Featuring today on Delphilosophie.com a really good find: I stumbled upon this recipe on the cooking blog “glue and glitter” and it was such a pleasure to replicate it. I simplified the recipe as always and made it even easier! This is the kind of vegan meals that feel like comfort food but 100% healthy comfort food. Give it a try and tell me what you think in the comment section down below.
Serving: 4 people
Total Time: 40 minutes
– 1 bunch of kale
– 2 cups basmatti rice
– 3 cm fresh ginger, minced
– 4 cloves of garlic, minced
– 3 carrots
– 1 tbsp. sesame oil
– 1 tbsp. olive oil
– 2 tbsp. soya sauce
– 1 small can pineapple
– 2 cups frozen peas
– ½ cup cashew nuts
– sesame seeds for the decoration
Start by bringing water to a boil. Add salt. Cook the rice for 10 to 15 minutes according to packaging instructions. Set aside.

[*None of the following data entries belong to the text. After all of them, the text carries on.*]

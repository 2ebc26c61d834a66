use std::fs::{self, OpenOptions};
use std::path::{Path, PathBuf};
use std::sync::Mutex;

use anyhow::Context;
use chrono::{Local, NaiveDate};
use clap::{Parser, Subcommand, ValueEnum};
use directories::BaseDirs;
use serde::Serialize;
use tracing_subscriber::EnvFilter;

use crate::calendar::parse_initial_date;
use crate::services::grid;
use crate::services::layout_cache::MonthLayoutCache;
use crate::services::settings::{Settings, ThemePreference};
use crate::tui::{self, Theme, TuiOptions};

/// Environment variable holding the log filter
pub const LOG_ENV: &str = "CALSCROLL_LOG";

/// Upper bound for `months --count` (a thousand years)
pub const MAX_MONTH_COUNT: u32 = 12_000;

/// Infinitely scrollable month calendar for the terminal
#[derive(Parser)]
#[command(name = "calscroll")]
#[command(version, about, long_about = None)]
pub struct Cli {
    #[command(subcommand)]
    command: Option<Commands>,
}

#[derive(Subcommand)]
enum Commands {
    /// Launch interactive calendar (default)
    Tui {
        /// Date to open at (YYYY-MM-DD, YYYY/MM/DD, RFC 3339 or epoch ms)
        #[arg(long)]
        date: Option<String>,

        /// Color theme, overriding the config file
        #[arg(long, value_enum)]
        theme: Option<ThemeArg>,

        /// Settings file (default: ~/.calscroll/config.json)
        #[arg(long)]
        config: Option<PathBuf>,
    },

    /// Print month layout records
    Months {
        /// First month to print (any date inside it); defaults to this month
        #[arg(long)]
        from: Option<String>,

        /// Number of months
        #[arg(
            long,
            default_value_t = 12,
            value_parser = clap::value_parser!(u32).range(1..=i64::from(MAX_MONTH_COUNT))
        )]
        count: u32,

        /// Output as JSON
        #[arg(long)]
        json: bool,

        /// Settings file (default: ~/.calscroll/config.json)
        #[arg(long)]
        config: Option<PathBuf>,
    },
}

#[derive(Debug, Clone, Copy, PartialEq, Eq, ValueEnum)]
enum ThemeArg {
    Auto,
    Light,
    Dark,
}

impl From<ThemeArg> for ThemePreference {
    fn from(arg: ThemeArg) -> Self {
        match arg {
            ThemeArg::Auto => ThemePreference::Auto,
            ThemeArg::Light => ThemePreference::Light,
            ThemeArg::Dark => ThemePreference::Dark,
        }
    }
}

/// Where log output goes
#[derive(Debug, Clone, Copy, PartialEq, Eq)]
enum LogTarget {
    /// `~/.calscroll/calscroll.log`; the terminal belongs to the TUI
    File,
    Stderr,
}

impl Cli {
    pub fn run(self) -> anyhow::Result<()> {
        match self.command {
            None => run_tui(None, None, None),
            Some(Commands::Tui {
                date,
                theme,
                config,
            }) => run_tui(date.as_deref(), theme, config.as_deref()),
            Some(Commands::Months {
                from,
                count,
                json,
                config,
            }) => {
                init_logging(LogTarget::Stderr);
                let settings = load_settings(config.as_deref())?;
                let from = match from {
                    Some(input) => parse_initial_date(&input)?,
                    None => Local::now().date_naive(),
                };
                let rows = month_rows(&settings, from, count as usize);
                if json {
                    println!("{}", serde_json::to_string_pretty(&rows)?);
                } else {
                    for row in &rows {
                        println!("{}", row);
                    }
                }
                Ok(())
            }
        }
    }
}

fn run_tui(
    date: Option<&str>,
    theme: Option<ThemeArg>,
    config: Option<&Path>,
) -> anyhow::Result<()> {
    init_logging(LogTarget::File);
    let mut settings = load_settings(config)?;
    if let Some(theme) = theme {
        settings.theme = theme.into();
    }
    let date = date.map(parse_initial_date).transpose()?;
    // Detection must happen before raw mode
    let theme = Theme::from_preference(settings.theme);
    tui::run(TuiOptions {
        settings,
        theme,
        date,
    })
}

fn load_settings(path: Option<&Path>) -> anyhow::Result<Settings> {
    let settings = match path {
        Some(path) => Settings::load_from(path),
        None => Settings::load(),
    };
    settings.context("failed to load settings")
}

fn init_logging(target: LogTarget) {
    let filter = EnvFilter::try_from_env(LOG_ENV).unwrap_or_else(|_| EnvFilter::new("warn"));
    match target {
        LogTarget::Stderr => {
            let _ = tracing_subscriber::fmt()
                .with_env_filter(filter)
                .with_writer(std::io::stderr)
                .try_init();
        }
        LogTarget::File => {
            let Some(path) = log_path() else {
                return;
            };
            if let Some(dir) = path.parent() {
                if fs::create_dir_all(dir).is_err() {
                    return;
                }
            }
            let Ok(file) = OpenOptions::new().create(true).append(true).open(&path) else {
                return;
            };
            let _ = tracing_subscriber::fmt()
                .with_env_filter(filter)
                .with_ansi(false)
                .with_writer(Mutex::new(file))
                .try_init();
        }
    }
}

fn log_path() -> Option<PathBuf> {
    BaseDirs::new().map(|dirs| dirs.home_dir().join(".calscroll").join("calscroll.log"))
}

/// One month of the layout cache, as printed by `months`
#[derive(Debug, Clone, PartialEq, Serialize)]
pub struct MonthRow {
    pub index: usize,
    pub first_day: NaiveDate,
    pub row_count: u32,
    pub offset: f64,
    pub height: f64,
}

impl std::fmt::Display for MonthRow {
    fn fmt(&self, f: &mut std::fmt::Formatter<'_>) -> std::fmt::Result {
        write!(
            f,
            "{:>6}  {}  {} rows  offset {:>12.1}  height {:>6.1}",
            self.index,
            self.first_day.format("%Y-%m"),
            self.row_count,
            self.offset,
            self.height
        )
    }
}

/// Layout records for `count` months starting at the month of `from`
pub fn month_rows(settings: &Settings, from: NaiveDate, count: usize) -> Vec<MonthRow> {
    let mut cache = MonthLayoutCache::new(settings.layout);
    let start = grid::month_index_of(from);
    let mut rows = Vec::with_capacity(count.min(MAX_MONTH_COUNT as usize));
    for index in start..start.saturating_add(count) {
        let offset = cache.offset_of(index);
        let Some(month) = cache.month(index).copied() else {
            break;
        };
        rows.push(MonthRow {
            index,
            first_day: month.first,
            row_count: month.row_count,
            offset,
            height: month.height,
        });
    }
    rows
}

Defrost the peas in a bowl fille with hot water. Drain and set aside.
Wash the kale leaves carefully and pull out the hard stem. Chop the leaves finely.
Wash and peel the carrots, then cut them into small cubes.
Open your can of pineapple, drain the fruits and cut them into small chunks.
Heat the 2 tbsp. of different oils in a large saucepan. Brown the garlic and ginger for 4 minutes over medium heat.
Add one by one the carrots, the kale, the peas and the pineapple while stirring. Season with soya sauce and let cook for another 5 minutes.
Pour the rice into the saucepan and stir fry for 5 minutes.
Serve into 4 plates and decorate with sesame seeds and cashew nuts.